Justin McMahon, a vice president at JLL who specializes in retail leasing and restaurants, said 2021 had been a trying year for many restaurateurs across Southern California, especially in Los Angeles, where there were more COVID-related restrictions in place and the central business district was hammered due to fewer people coming into the offices.
Orange County restaurants fared better with fewer restrictions.
Still, what 2021 showed, McMahon said, is that people want to go out and dine and spend money despite the pandemic.
"The main issues restaurants faced this year were not due to lack of demand," McMahon said. "The demand is there for the most part, unless they were overly dependent on the customers from the business district."
McMahon said many of his restaurant clients' main concerns were staffing, but add the possibility of infection, and their situation got worse.
"Staffing is a nightmare," McMahon added. "It was a nightmare before the pandemic, and there are a million reasons why, but now you get someone to test positive, then you have to take them out of their shift, find out who got exposed, and close contact. It's crazy."
But one thing that stood out for McMahon in 2021 was the resiliency of restaurant owners.
"Those that stuck it out thrived because they were figuring it out," he said. "Some restaurateurs dedicated to take-out, online ordering, made sure staff were healthy, and they enhanced cleaning and masking. They were doing the best they could to accommodate customers and straddling the line of all the different mandates."
McMahon is optimistic restaurateurs will do better in 2022.
"People are adjusting and learning how to live in this pandemic environment," he said. "In my opinion, you're going to see consumers come back out and resume normal activities. I think the worse of this is over."
For Patel, the owner of a shabu shabu restaurant, 2021 has grown increasingly difficult as the year went on despite receiving business grants and money from the government's paycheck protection program.
Not only has he dealt with LA's COVID-related business restrictions and labor shortage, but also inflation. The cost of meat and vegetable products has gone up "by 100%."
"We used to have a lunch and dinner menu with different price points," Patel said. "Now, we only have dinner prices. Next year, I will probably have to raise prices, and I hate it. I don't want to outprice my customers."
He also found during this time that a small number of customers were not as friendly as they were before.
"We've had customers that are mean since we've reopened," he said. "It's just like the situation with flight attendants. Fortunately, it hasn't gone to that [physical altercation] level but we've had one guy walk out and few others [complaining]."

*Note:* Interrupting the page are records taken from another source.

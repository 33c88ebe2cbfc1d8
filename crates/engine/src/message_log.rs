//! Deduplicating message log with quorum counting.
//!
//! The log owns every consensus message and phase record the node has
//! accepted. The phase engine and view change coordinator only query it and
//! append to it; the single mutation they perform on stored data is advancing
//! a slot's phase status.
//!
//! Vote counting is by distinct signer per (kind, view, sequence, digest), so
//! replays and rebroadcasts never inflate a count.

use pbft_types::{
    ConsensusMessage, DedupKey, Hash, Membership, MessageKind, PeerId, PreparedCertificate,
    SequenceNumber, ViewChangeMessage, ViewNumber,
};
use std::collections::{BTreeMap, BTreeSet, HashMap, HashSet};
use tracing::debug;

/// Why a message was rejected. Evidence of faulty peers, not local errors.
#[derive(Debug, Clone, PartialEq, Eq, thiserror::Error)]
pub enum RejectReason {
    #[error("sender {0} is not a member")]
    NotAMember(PeerId),
    #[error("invalid signature from {0}")]
    InvalidSignature(PeerId),
    #[error("view {view} is stale, current view is {current}")]
    StaleView { view: ViewNumber, current: ViewNumber },
    #[error("sequence {sequence} outside retention window ({low}, {high}]")]
    SequenceOutOfWindow {
        sequence: SequenceNumber,
        low: SequenceNumber,
        high: SequenceNumber,
    },
}

/// Result of recording a message.
#[derive(Debug, Clone, PartialEq, Eq)]
pub enum RecordOutcome {
    /// New message, indexed and counted.
    Accepted,
    /// Same dedup key already present. Not an error.
    DuplicateIgnored,
    /// Classified protocol violation; contributed no state change.
    Rejected(RejectReason),
}

/// Phase status of one (view, sequence) slot.
#[derive(Debug, Clone, Copy, PartialEq, Eq, PartialOrd, Ord)]
pub enum Phase {
    /// A proposal was accepted for this slot.
    PrePrepared,
    /// A prepare quorum was observed for the proposal.
    Prepared,
    /// A commit quorum was observed; the slot is finalized. Terminal.
    Committed,
}

/// Per-slot record: the accepted digest and how far the slot has advanced.
#[derive(Debug, Clone, Copy, PartialEq, Eq)]
pub struct PhaseRecord {
    pub phase: Phase,
    pub digest: Hash,
}

/// The message log.
pub struct MessageLog {
    /// How far ahead of the last finalized sequence a message may be.
    max_log_size: u64,

    /// Last finalized sequence. Everything at or below it is pruned.
    low_water_mark: SequenceNumber,

    /// Dedup keys of every accepted message.
    seen: HashSet<DedupKey>,

    /// Distinct signers per (kind, view, sequence, digest).
    vote_index: HashMap<(MessageKind, ViewNumber, SequenceNumber, Hash), BTreeSet<PeerId>>,

    /// Accepted view-change votes by target view, keyed by signer. Kept in
    /// full so the new primary can embed the quorum in its NewView.
    view_changes: BTreeMap<ViewNumber, BTreeMap<PeerId, ViewChangeMessage>>,

    /// Phase status per (view, sequence) slot.
    phases: BTreeMap<(ViewNumber, SequenceNumber), PhaseRecord>,
}

impl MessageLog {
    pub fn new(max_log_size: u64) -> Self {
        Self {
            max_log_size,
            low_water_mark: 0,
            seen: HashSet::new(),
            vote_index: HashMap::new(),
            view_changes: BTreeMap::new(),
            phases: BTreeMap::new(),
        }
    }

    /// Number of accepted messages currently retained.
    pub fn len(&self) -> usize {
        self.seen.len()
    }

    pub fn is_empty(&self) -> bool {
        self.seen.is_empty()
    }

    /// Last finalized sequence number.
    pub fn low_water_mark(&self) -> SequenceNumber {
        self.low_water_mark
    }

    pub fn set_max_log_size(&mut self, size: u64) {
        self.max_log_size = size;
    }

    /// Record a message: verify, classify, dedup, index.
    pub fn record(
        &mut self,
        message: &ConsensusMessage,
        membership: &Membership,
        current_view: ViewNumber,
    ) -> RecordOutcome {
        let signer = message.signer();
        if !membership.contains(&signer) {
            return RecordOutcome::Rejected(RejectReason::NotAMember(signer));
        }

        if let Some(reason) = self.window_violation(message, current_view) {
            return RecordOutcome::Rejected(reason);
        }

        let key = message.dedup_key();
        if self.seen.contains(&key) {
            return RecordOutcome::DuplicateIgnored;
        }

        // Signature check last: duplicates and out-of-window input are
        // filtered before paying for verification.
        if !message.verify() {
            return RecordOutcome::Rejected(RejectReason::InvalidSignature(signer));
        }

        self.seen.insert(key);
        match message {
            ConsensusMessage::PrePrepare(m) => {
                self.index_vote(MessageKind::PrePrepare, m.view, m.sequence, m.digest, signer);
            }
            ConsensusMessage::Prepare(m) => {
                self.index_vote(MessageKind::Prepare, m.view, m.sequence, m.digest, signer);
            }
            ConsensusMessage::Commit(m) => {
                self.index_vote(MessageKind::Commit, m.view, m.sequence, m.digest, signer);
            }
            ConsensusMessage::ViewChange(m) => {
                self.view_changes
                    .entry(m.new_view)
                    .or_default()
                    .insert(signer, m.clone());
            }
            // NewView is not a vote; the coordinator validates its contents.
            ConsensusMessage::NewView(_) => {}
        }
        RecordOutcome::Accepted
    }

    fn window_violation(
        &self,
        message: &ConsensusMessage,
        current_view: ViewNumber,
    ) -> Option<RejectReason> {
        match message.kind() {
            MessageKind::PrePrepare | MessageKind::Prepare | MessageKind::Commit => {
                let view = message.view();
                if view < current_view {
                    return Some(RejectReason::StaleView {
                        view,
                        current: current_view,
                    });
                }
                let sequence = message.sequence();
                let low = self.low_water_mark;
                let high = low + self.max_log_size;
                if sequence <= low || sequence > high {
                    return Some(RejectReason::SequenceOutOfWindow {
                        sequence,
                        low,
                        high,
                    });
                }
                None
            }
            // View-change traffic targets a later view by definition and is
            // not tied to one slot, so no sequence window applies.
            MessageKind::ViewChange | MessageKind::NewView => {
                let view = message.view();
                if view <= current_view {
                    Some(RejectReason::StaleView {
                        view,
                        current: current_view,
                    })
                } else {
                    None
                }
            }
        }
    }

    fn index_vote(
        &mut self,
        kind: MessageKind,
        view: ViewNumber,
        sequence: SequenceNumber,
        digest: Hash,
        signer: PeerId,
    ) {
        self.vote_index
            .entry((kind, view, sequence, digest))
            .or_default()
            .insert(signer);
    }

    /// Number of distinct senders for one (kind, view, sequence, digest).
    pub fn count_votes(
        &self,
        kind: MessageKind,
        view: ViewNumber,
        sequence: SequenceNumber,
        digest: Hash,
    ) -> u64 {
        self.vote_index
            .get(&(kind, view, sequence, digest))
            .map_or(0, |signers| signers.len() as u64)
    }

    /// Distinct senders counting toward the prepare quorum.
    ///
    /// The primary never sends a Prepare; its PrePrepare is the implicit
    /// first match, so the count is the union of PrePrepare and Prepare
    /// signers for the digest.
    pub fn prepare_vote_count(
        &self,
        view: ViewNumber,
        sequence: SequenceNumber,
        digest: Hash,
    ) -> u64 {
        let pre_prepares = self
            .vote_index
            .get(&(MessageKind::PrePrepare, view, sequence, digest));
        let prepares = self
            .vote_index
            .get(&(MessageKind::Prepare, view, sequence, digest));
        match (pre_prepares, prepares) {
            (Some(a), Some(b)) => a.union(b).count() as u64,
            (Some(a), None) => a.len() as u64,
            (None, Some(b)) => b.len() as u64,
            (None, None) => 0,
        }
    }

    /// Whether 2f+1 distinct senders back the prepare phase for a digest.
    pub fn prepare_quorum_reached(
        &self,
        view: ViewNumber,
        sequence: SequenceNumber,
        digest: Hash,
        membership: &Membership,
    ) -> bool {
        self.prepare_vote_count(view, sequence, digest) >= membership.quorum()
    }

    /// Whether 2f+1 distinct senders (own vote included) committed a digest.
    pub fn commit_quorum_reached(
        &self,
        view: ViewNumber,
        sequence: SequenceNumber,
        digest: Hash,
        membership: &Membership,
    ) -> bool {
        self.count_votes(MessageKind::Commit, view, sequence, digest) >= membership.quorum()
    }

    /// Number of distinct senders voting to move to `target` view.
    ///
    /// Unlike phase votes, view-change votes for the same target count
    /// together regardless of the prepared sets they carry.
    pub fn view_change_count(&self, target: ViewNumber) -> u64 {
        self.view_changes
            .get(&target)
            .map_or(0, |votes| votes.len() as u64)
    }

    /// Whether 2f+1 distinct senders voted to move to `target` view.
    pub fn view_change_quorum_reached(&self, target: ViewNumber, membership: &Membership) -> bool {
        self.view_change_count(target) >= membership.quorum()
    }

    /// The collected view-change votes for a target view.
    pub fn view_change_votes(&self, target: ViewNumber) -> Vec<ViewChangeMessage> {
        self.view_changes
            .get(&target)
            .map_or_else(Vec::new, |votes| votes.values().cloned().collect())
    }

    /// Phase record for a slot, if one exists.
    pub fn phase(&self, view: ViewNumber, sequence: SequenceNumber) -> Option<PhaseRecord> {
        self.phases.get(&(view, sequence)).copied()
    }

    /// Create a slot record at PrePrepared. No-op if the slot exists.
    pub fn begin_slot(&mut self, view: ViewNumber, sequence: SequenceNumber, digest: Hash) {
        self.phases.entry((view, sequence)).or_insert(PhaseRecord {
            phase: Phase::PrePrepared,
            digest,
        });
    }

    /// Advance a slot's phase. Phases only move forward; a stale advance is
    /// ignored.
    pub fn advance_phase(&mut self, view: ViewNumber, sequence: SequenceNumber, phase: Phase) {
        if let Some(record) = self.phases.get_mut(&(view, sequence)) {
            if phase > record.phase {
                record.phase = phase;
            }
        }
    }

    /// Certificates for slots that prepared but have not committed. These are
    /// the slots a view change must carry forward.
    pub fn prepared_certificates(&self) -> Vec<PreparedCertificate> {
        self.phases
            .iter()
            .filter(|(_, record)| record.phase == Phase::Prepared)
            .map(|(&(view, sequence), record)| PreparedCertificate {
                view,
                sequence,
                digest: record.digest,
            })
            .collect()
    }

    /// Advance the low-water mark after finalizing `sequence` and prune
    /// everything at or below it. Records for in-flight slots above the mark
    /// are never discarded.
    pub fn finalize(&mut self, sequence: SequenceNumber) {
        self.low_water_mark = self.low_water_mark.max(sequence);
        let mark = self.low_water_mark;

        self.seen.retain(|key| match key.kind {
            MessageKind::PrePrepare | MessageKind::Prepare | MessageKind::Commit => {
                key.sequence > mark
            }
            MessageKind::ViewChange | MessageKind::NewView => true,
        });
        self.vote_index
            .retain(|&(_, _, sequence, _), _| sequence > mark);
        self.phases.retain(|&(_, sequence), _| sequence > mark);

        debug!(
            low_water_mark = mark,
            retained = self.seen.len(),
            "pruned finalized log entries"
        );
    }

    /// Drop view-change traffic for views at or below the installed view.
    pub fn prune_view_changes(&mut self, installed: ViewNumber) {
        self.view_changes.retain(|&target, _| target > installed);
        self.seen.retain(|key| match key.kind {
            MessageKind::ViewChange | MessageKind::NewView => key.view > installed,
            _ => true,
        });
    }
}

When one of his staff members was notified of being in close contact with a friend who tested positive for COVID earlier this week, Patel shuttered the restaurant and had all of his staff take a test.
His team was okay, but he wanted to take precautions despite this time of year being the busiest for his restaurant.
"In a way, it's an oxymoron," he said. "It's a bad thing for our staff that relies on a paycheck, but it's also good because so many of them are burned out. We don't have a lot of staff. They are working really hard."
Patel hoped that customers understood why he had to close or cut hours temporarily this week.
Last year, the government shuttered restaurants to protect the public and limit coronavirus spread. Now, Patel is left to protect his customers and staff. Patel doesn't foresee the government shutting things down again.
He plans to reopen his restaurant with limited hours on New Year's weekend and go with the flow after that.
"I'm hoping they understand," Patel said. "It's tough times. We have to adjust."